Movement of the oral commissure was noted at 3 months after combined facial nerve repair with improved facial symmetry and minimal synkinesis. A report by Volk et al 8 demonstrated prevention of synkinesis by combining the hypoglossal nerve for innervation of the lower facial muscles with a cable graft for the upper facial muscles. Inhibition of the oculomotor nerve produces eyelid ptosis, eyelid closure, or both. The combined approach for nerve reconstruction offers several advantages compared with cable grafting alone. Inadequate corneal protection can cause exposure keratitis , corneal ulceration , and blindness. The smile is one of the most important facial expressions, and facial paralysis can debilitate an individual.
However it first has to be investigated if the motor function of the nerve is strong enough to be separated. Nine to twelve months is needed for axonal regeneration in the cross facial nerve graft, because the result of damaged nerve tissue is loss of structure and axonal function. Here the nerve stimulator can be used in identifying the donor motor nerve to the masseter muscle. The procedure of choice for congenital facial paralysis is either CFNG or motor donors, both with a free muscle transfer.

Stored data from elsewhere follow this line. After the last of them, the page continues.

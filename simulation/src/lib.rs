#![deny(
    unsafe_code,
    missing_docs,
    dead_code,
    unused_results,
    non_snake_case,
    unreachable_pub
)]

//! Authoritative battle state for the Skirmish simulation.
//!
//! A [`Simulation`] owns the terrain, both rosters, both teams' danger
//! fields and the transient effect pool. Adapters drive it one frame at a
//! time through [`advance`], which runs the fixed per-frame ordering:
//!
//! 1. rebuild both danger fields from living enemy positions;
//! 2. queue priority heals for down teammates;
//! 3. run each living commander's strategic schedule;
//! 4. let warriors of a leaderless team shoot at anything in range;
//! 5. dispatch one queued order per team;
//! 6. tick every living agent, team by team;
//! 7. give every warrior a final direct shot at current positions;
//! 8. check for elimination;
//! 9. merge each team's visibility into its commander's view.
//!
//! Read-only views for drawing live in [`query`].

mod agent;
mod commander;
mod effects;
mod error;
mod logistics;
mod orders;
mod state;
mod tuning;
mod warrior;

#[cfg(test)]
mod scenarios;

use rand::{Rng, SeedableRng};
use rand_chacha::ChaCha8Rng;
use skirmish_core::{
    AgentId, CellCoord, Event, GameOutcome, Order, OrderKind, Role, StateKind, Team, MAX_HEALTH,
};
use skirmish_system_pathfinding::Pathfinder;
use skirmish_world::{Battlefield, DangerField, TeamDepots, TerrainGrid, VisibilityMask};
use tracing::{debug, info};

use crate::{
    agent::{
        Agent, CombatMode, CommanderState, Duty, LogisticsState, RoleState, Route, Routing,
        WarriorState,
    },
    effects::EffectPool,
    orders::OrderQueue,
};

pub use error::{Result, SetupError};
pub use tuning::{
    CombatTuning, CommandTuning, EffectTuning, LogisticsTuning, MovementTuning, PerceptionTuning,
    SimulationTuning,
};

/// Complete state of a running battle.
#[derive(Debug)]
pub struct Simulation {
    terrain: TerrainGrid,
    depots: [TeamDepots; 2],
    agents: Vec<Agent>,
    danger: [DangerField; 2],
    effects: EffectPool,
    pathfinder: Pathfinder,
    tuning: SimulationTuning,
    rng: ChaCha8Rng,
    frame: u64,
    outcome: Option<GameOutcome>,
    journal: Vec<Event>,
}

impl Simulation {
    /// Validates `battlefield` and deploys both rosters.
    ///
    /// Each commander starts with an attack order aimed deep into enemy
    /// territory. `seed` feeds the commanders' policy rolls and the
    /// warriors' retreat jitter.
    pub fn new(battlefield: Battlefield, tuning: SimulationTuning, seed: u64) -> Result<Self> {
        let Battlefield {
            terrain,
            depots,
            deployments,
        } = battlefield;
        let size = terrain.size();

        for team in Team::ALL {
            let team_depots = depots[team.index()];
            for cell in [team_depots.ammo, team_depots.medical] {
                if !terrain.in_bounds(cell) {
                    return Err(SetupError::DepotOffBoard { team, cell });
                }
            }
            let count = deployments
                .iter()
                .filter(|deployment| deployment.team == team && deployment.role == Role::Commander)
                .count();
            if count > 1 {
                return Err(SetupError::DuplicateCommander { team, count });
            }
        }

        let mut agents = Vec::with_capacity(deployments.len());
        for (index, deployment) in deployments.into_iter().enumerate() {
            let cell = deployment.cell;
            if !terrain.in_bounds(cell) {
                return Err(SetupError::DeploymentOffBoard { index, cell });
            }
            if !terrain.passable(cell) {
                return Err(SetupError::DeploymentBlocked { index, cell });
            }

            let role = match deployment.role {
                Role::Commander => RoleState::Commander(CommanderState {
                    orders: OrderQueue::default(),
                    frames: 0,
                    last_resupply_request: None,
                    team_visibility: VisibilityMask::new(size),
                }),
                Role::Warrior => RoleState::Warrior(WarriorState {
                    mode: CombatMode::None,
                    fire_cooldown: 0,
                }),
                Role::Medic => RoleState::Logistics(LogisticsState::new(Duty::Heal, cell)),
                Role::Provider => RoleState::Logistics(LogisticsState::new(Duty::Resupply, cell)),
            };
            let grenades = if deployment.role == Role::Warrior {
                tuning.combat.max_grenades
            } else {
                0
            };

            agents.push(Agent {
                id: AgentId::new(u32::try_from(index).unwrap_or(u32::MAX)),
                team: deployment.team,
                cell,
                target: cell,
                health: MAX_HEALTH,
                ammo: tuning.combat.max_ammo,
                grenades,
                visibility: VisibilityMask::new(size),
                route: Route::default(),
                routing: Routing::Cautious,
                state: StateKind::Idle,
                move_delay: 0,
                role,
            });
        }

        let mut simulation = Self {
            danger: [DangerField::new(size), DangerField::new(size)],
            terrain,
            depots,
            agents,
            effects: EffectPool::default(),
            pathfinder: Pathfinder::new(),
            tuning,
            rng: ChaCha8Rng::seed_from_u64(seed),
            frame: 0,
            outcome: None,
            journal: Vec::new(),
        };

        for team in Team::ALL {
            let opening = team
                .opponent()
                .territory_point(size, simulation.tuning.command.assault_inset);
            simulation.issue_order(team, Order::new(OrderKind::Attack, opening));
        }

        info!(
            agents = simulation.agents.len(),
            size, "battlefield deployed"
        );
        Ok(simulation)
    }

    fn run_frame(&mut self) {
        self.frame += 1;

        if self.outcome.is_none() {
            self.refresh_danger();

            for team in Team::ALL {
                self.queue_auto_heal(team);
            }

            for team in Team::ALL {
                if let Some(commander) = self.living_commander(team) {
                    self.run_strategy(commander);
                }
            }

            for team in Team::ALL {
                if self.living_commander(team).is_none() {
                    for warrior in self.members_with_role(team, Role::Warrior) {
                        self.try_direct_attack(warrior);
                    }
                }
            }

            for team in Team::ALL {
                self.dispatch_orders(team);
            }

            for team in Team::ALL {
                for id in self.members(team) {
                    if self.agent(id).is_alive() {
                        self.tick_agent(id);
                    }
                }
            }

            for team in Team::ALL {
                for warrior in self.members_with_role(team, Role::Warrior) {
                    self.try_direct_attack(warrior);
                }
            }

            self.check_victory();

            for team in Team::ALL {
                self.aggregate_team_visibility(team);
            }
        }

        self.effects.advance(&self.tuning.effects, &self.terrain);
    }

    fn refresh_danger(&mut self) {
        for team in Team::ALL {
            let enemy = team.opponent();
            let positions: Vec<CellCoord> = self
                .agents
                .iter()
                .filter(|agent| agent.team == enemy && agent.is_alive())
                .map(|agent| agent.cell)
                .collect();
            self.danger[team.index()].recompute(positions);
        }
    }

    fn tick_agent(&mut self, id: AgentId) {
        let radius = self.tuning.perception.sight_radius;
        let terrain = &self.terrain;
        let agent = &mut self.agents[slot(id)];
        let origin = agent.cell;
        agent.visibility.recompute(terrain, origin, radius);

        self.tick_state(id);

        match self.agent(id).role() {
            Role::Commander => self.commander_tick(id),
            Role::Warrior => self.warrior_tick(id),
            Role::Medic | Role::Provider => self.logistics_tick(id),
        }
    }

    fn check_victory(&mut self) {
        let standing = |team: Team| {
            self.agents
                .iter()
                .any(|agent| agent.team == team && agent.is_alive())
        };
        let outcome = match (standing(Team::Orange), standing(Team::Blue)) {
            (true, true) => return,
            (true, false) => GameOutcome::victory(Team::Orange),
            (false, true) => GameOutcome::victory(Team::Blue),
            (false, false) => GameOutcome::draw(),
        };

        info!(frame = self.frame, result = outcome.message(), "battle over");
        self.outcome = Some(outcome);
        self.journal.push(Event::GameOver { outcome });
    }

    pub(crate) fn agent(&self, id: AgentId) -> &Agent {
        &self.agents[slot(id)]
    }

    pub(crate) fn agent_mut(&mut self, id: AgentId) -> &mut Agent {
        &mut self.agents[slot(id)]
    }

    /// Every agent of `team` in roster order.
    pub(crate) fn members(&self, team: Team) -> Vec<AgentId> {
        self.agents
            .iter()
            .filter(|agent| agent.team == team)
            .map(|agent| agent.id)
            .collect()
    }

    pub(crate) fn members_with_role(&self, team: Team, role: Role) -> Vec<AgentId> {
        self.agents
            .iter()
            .filter(|agent| agent.team == team && agent.role() == role)
            .map(|agent| agent.id)
            .collect()
    }

    pub(crate) fn first_with_role(&self, team: Team, role: Role) -> Option<AgentId> {
        self.agents
            .iter()
            .find(|agent| agent.team == team && agent.role() == role)
            .map(|agent| agent.id)
    }

    pub(crate) fn living_commander(&self, team: Team) -> Option<AgentId> {
        self.first_with_role(team, Role::Commander)
            .filter(|id| self.agent(*id).is_alive())
    }

    /// Living agents opposing `team`.
    pub(crate) fn living_enemies(&self, team: Team) -> impl Iterator<Item = &Agent> {
        let enemy = team.opponent();
        self.agents
            .iter()
            .filter(move |agent| agent.team == enemy && agent.is_alive())
    }

    pub(crate) fn depots_of(&self, team: Team) -> TeamDepots {
        self.depots[team.index()]
    }

    /// Queues `order` on the team commander, if the team has one.
    pub(crate) fn issue_order(&mut self, team: Team, order: Order) {
        let Some(commander) = self.first_with_role(team, Role::Commander) else {
            return;
        };
        let Some(state) = self.agent_mut(commander).commander_mut() else {
            return;
        };
        state.orders.push(order);
        debug!(team = team.name(), ?order, "order issued");
        self.journal.push(Event::OrderIssued { team, order });
    }

    /// Offsets `center` by up to `jitter` cells per axis, clamped to the board.
    pub(crate) fn jittered(&mut self, center: CellCoord, jitter: i32) -> CellCoord {
        let jitter = jitter.max(0);
        let rows = self.rng.gen_range(-jitter..=jitter);
        let columns = self.rng.gen_range(-jitter..=jitter);
        let limit = i32::try_from(self.terrain.size()).unwrap_or(i32::MAX) - 1;
        center.offset(rows, columns).clamped(0, limit.max(0))
    }
}

/// Advances the simulation by one frame, appending the frame's events.
///
/// After the battle is decided only the effect pool keeps ageing.
pub fn advance(simulation: &mut Simulation, out_events: &mut Vec<Event>) {
    simulation.run_frame();
    out_events.append(&mut simulation.journal);
}

fn slot(id: AgentId) -> usize {
    usize::try_from(id.get()).unwrap_or(usize::MAX)
}

/// Query functions that provide read-only access to the simulation state.
pub mod query {
    use skirmish_core::{AgentId, AgentSnapshot, EffectSnapshot, GameOutcome, Order, Team};
    use skirmish_world::{DangerField, TeamDepots, TerrainGrid, VisibilityMask};

    use super::{slot, Simulation};

    /// Provides read-only access to the terrain grid.
    #[must_use]
    pub fn terrain(simulation: &Simulation) -> &TerrainGrid {
        &simulation.terrain
    }

    /// Depots owned by `team`.
    #[must_use]
    pub fn depots(simulation: &Simulation, team: Team) -> TeamDepots {
        simulation.depots_of(team)
    }

    /// Number of frames advanced so far.
    #[must_use]
    pub fn frame(simulation: &Simulation) -> u64 {
        simulation.frame
    }

    /// Captures every agent in roster order.
    #[must_use]
    pub fn agents(simulation: &Simulation) -> Vec<AgentSnapshot> {
        simulation.agents.iter().map(|agent| agent.snapshot()).collect()
    }

    /// Captures a single agent.
    #[must_use]
    pub fn agent(simulation: &Simulation, id: AgentId) -> Option<AgentSnapshot> {
        simulation.agents.get(slot(id)).map(|agent| agent.snapshot())
    }

    /// Cells the agent saw during its most recent tick.
    #[must_use]
    pub fn visibility(simulation: &Simulation, id: AgentId) -> Option<&VisibilityMask> {
        simulation.agents.get(slot(id)).map(|agent| &agent.visibility)
    }

    /// Combined view gathered by the team's commander; empty once it is down.
    #[must_use]
    pub fn team_visibility(simulation: &Simulation, team: Team) -> Option<&VisibilityMask> {
        simulation
            .agents
            .iter()
            .filter(|agent| agent.team == team)
            .find_map(|agent| agent.commander())
            .map(|state| &state.team_visibility)
    }

    /// Threat field that biases `team`'s routes.
    #[must_use]
    pub fn danger(simulation: &Simulation, team: Team) -> &DangerField {
        &simulation.danger[team.index()]
    }

    /// Orders still waiting in the team commander's queue, front first.
    #[must_use]
    pub fn pending_orders(simulation: &Simulation, team: Team) -> Vec<Order> {
        simulation
            .agents
            .iter()
            .filter(|agent| agent.team == team)
            .find_map(|agent| agent.commander())
            .map(|state| state.orders.iter().copied().collect())
            .unwrap_or_default()
    }

    /// Live tracer and blast effects.
    #[must_use]
    pub fn effects(simulation: &Simulation) -> Vec<EffectSnapshot> {
        simulation.effects.snapshots()
    }

    /// Result of the battle once one side has been eliminated.
    #[must_use]
    pub fn outcome(simulation: &Simulation) -> Option<GameOutcome> {
        simulation.outcome
    }
}
#![deny(
    unsafe_code,
    missing_docs,
    dead_code,
    unused_results,
    non_snake_case,
    unreachable_pub
)]

//! Grid A* search used by every agent that needs a route.
//!
//! Movement is 4-directional and only passable cells are traversed. Without
//! a danger field every step costs one; with one, stepping onto a cell costs
//! `1 + min(danger / 10, 10)` so routes drift away from enemy threat. The
//! Manhattan heuristic is admissible for unit costs and an accepted
//! underestimate under danger bias.
//!
//! Ties on `f = g + h` are broken by insertion order, which keeps repeated
//! searches over the same inputs reproducible.

use std::{cmp::Ordering, collections::BinaryHeap};

use skirmish_core::CellCoord;
use skirmish_world::{DangerField, TerrainGrid};

/// Upper bound on the danger surcharge added to a single step.
const MAX_DANGER_SURCHARGE: u32 = 10;

/// Danger points that add one unit of step cost.
const DANGER_PER_COST: u32 = 10;

/// Entry in the open set, ordered so the binary heap pops the lowest `f`.
#[derive(Clone, Copy, Debug, PartialEq, Eq)]
struct OpenNode {
    estimate: u32,
    sequence: u64,
    index: usize,
}

impl Ord for OpenNode {
    fn cmp(&self, other: &Self) -> Ordering {
        other
            .estimate
            .cmp(&self.estimate)
            .then_with(|| other.sequence.cmp(&self.sequence))
    }
}

impl PartialOrd for OpenNode {
    fn partial_cmp(&self, other: &Self) -> Option<Ordering> {
        Some(self.cmp(other))
    }
}

/// Reusable A* planner holding scratch buffers sized to the last board.
#[derive(Clone, Debug, Default)]
pub struct Pathfinder {
    costs: Vec<u32>,
    parents: Vec<Option<usize>>,
    closed: Vec<bool>,
    open: BinaryHeap<OpenNode>,
}

impl Pathfinder {
    /// Creates a planner with empty scratch space.
    #[must_use]
    pub fn new() -> Self {
        Self::default()
    }

    /// Plans a route from `start` to `goal`.
    ///
    /// Returns the cells to walk, excluding `start` and including `goal`.
    /// `start == goal` succeeds with an empty route. `None` means the goal is
    /// unreachable through passable cells. The start cell itself is never
    /// checked for passability.
    pub fn find_path(
        &mut self,
        terrain: &TerrainGrid,
        start: CellCoord,
        goal: CellCoord,
        danger: Option<&DangerField>,
    ) -> Option<Vec<CellCoord>> {
        if start == goal {
            return Some(Vec::new());
        }

        let size = terrain.size();
        let start_index = cell_index(size, start)?;
        let goal_index = cell_index(size, goal)?;
        if !terrain.passable(goal) {
            return None;
        }

        self.reset(size);
        let mut sequence = 0_u64;
        self.costs[start_index] = 0;
        self.open.push(OpenNode {
            estimate: start.manhattan_distance(goal),
            sequence,
            index: start_index,
        });

        while let Some(node) = self.open.pop() {
            if self.closed[node.index] {
                continue;
            }
            self.closed[node.index] = true;

            if node.index == goal_index {
                return Some(self.reconstruct(size, start_index, goal_index));
            }

            let current = cell_at(size, node.index);
            let current_cost = self.costs[node.index];

            for neighbor in current.cardinal_neighbors() {
                let Some(neighbor_index) = cell_index(size, neighbor) else {
                    continue;
                };
                if self.closed[neighbor_index] || !terrain.passable(neighbor) {
                    continue;
                }

                let tentative = current_cost.saturating_add(step_cost(danger, neighbor));
                if tentative >= self.costs[neighbor_index] {
                    continue;
                }

                self.costs[neighbor_index] = tentative;
                self.parents[neighbor_index] = Some(node.index);
                sequence += 1;
                self.open.push(OpenNode {
                    estimate: tentative.saturating_add(neighbor.manhattan_distance(goal)),
                    sequence,
                    index: neighbor_index,
                });
            }
        }

        None
    }

    fn reset(&mut self, size: u32) {
        let count = usize::try_from(size).unwrap_or(0).pow(2);
        self.costs.clear();
        self.costs.resize(count, u32::MAX);
        self.parents.clear();
        self.parents.resize(count, None);
        self.closed.clear();
        self.closed.resize(count, false);
        self.open.clear();
    }

    fn reconstruct(&self, size: u32, start_index: usize, goal_index: usize) -> Vec<CellCoord> {
        let mut route = Vec::new();
        let mut cursor = goal_index;
        while cursor != start_index {
            route.push(cell_at(size, cursor));
            match self.parents[cursor] {
                Some(parent) => cursor = parent,
                None => break,
            }
        }
        route.reverse();
        route
    }
}

/// Convenience wrapper that plans with a throwaway [`Pathfinder`].
#[must_use]
pub fn find_path(
    terrain: &TerrainGrid,
    start: CellCoord,
    goal: CellCoord,
    danger: Option<&DangerField>,
) -> Option<Vec<CellCoord>> {
    Pathfinder::new().find_path(terrain, start, goal, danger)
}

/// Cost of stepping onto `cell`.
#[must_use]
pub fn step_cost(danger: Option<&DangerField>, cell: CellCoord) -> u32 {
    danger.map_or(1, |field| {
        1 + (u32::from(field.value_at(cell)) / DANGER_PER_COST).min(MAX_DANGER_SURCHARGE)
    })
}

fn cell_index(size: u32, cell: CellCoord) -> Option<usize> {
    if !cell.is_within(size) {
        return None;
    }
    let width = usize::try_from(size).ok()?;
    Some(usize::try_from(cell.row()).ok()? * width + usize::try_from(cell.column()).ok()?)
}

fn cell_at(size: u32, index: usize) -> CellCoord {
    let width = usize::try_from(size).unwrap_or(1).max(1);
    let row = i32::try_from(index / width).unwrap_or(i32::MAX);
    let column = i32::try_from(index % width).unwrap_or(i32::MAX);
    CellCoord::new(row, column)
}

Nederlands Tijdschrift voor de Geneeskunde. These injections may be used to treat synkinesis or to restore symmetry by weakening the non-paralyzed side of the face. In more long standing acquired facial paralysis either a CFNG procedure or "baby-sitter" procedure are the indicated techniques, with or without a free muscle transfer. If the facial nerve is damaged, an attempt to sew the nerve directly together under magnification will be made. Facial nerve paralysis is a relatively common condition with a yearly incidence of 0.
Share Email Print Feedback Close. Recovery of emotional smiling function in free-flap facial reanimation. A thorough history includes onset, initial degree of paralysis, duration, and associated symptoms. J Plast Surg Hand Surg. Denervated facial musculature undergoes atrophy immediately after nerve injury and takes several years to complete. Cable grafting of facial to facial nerve is the most popular option for reconstructing facial nerve defects that result from radical parotidectomy. If the injury is recognized immediately, repair it during the primary procedure.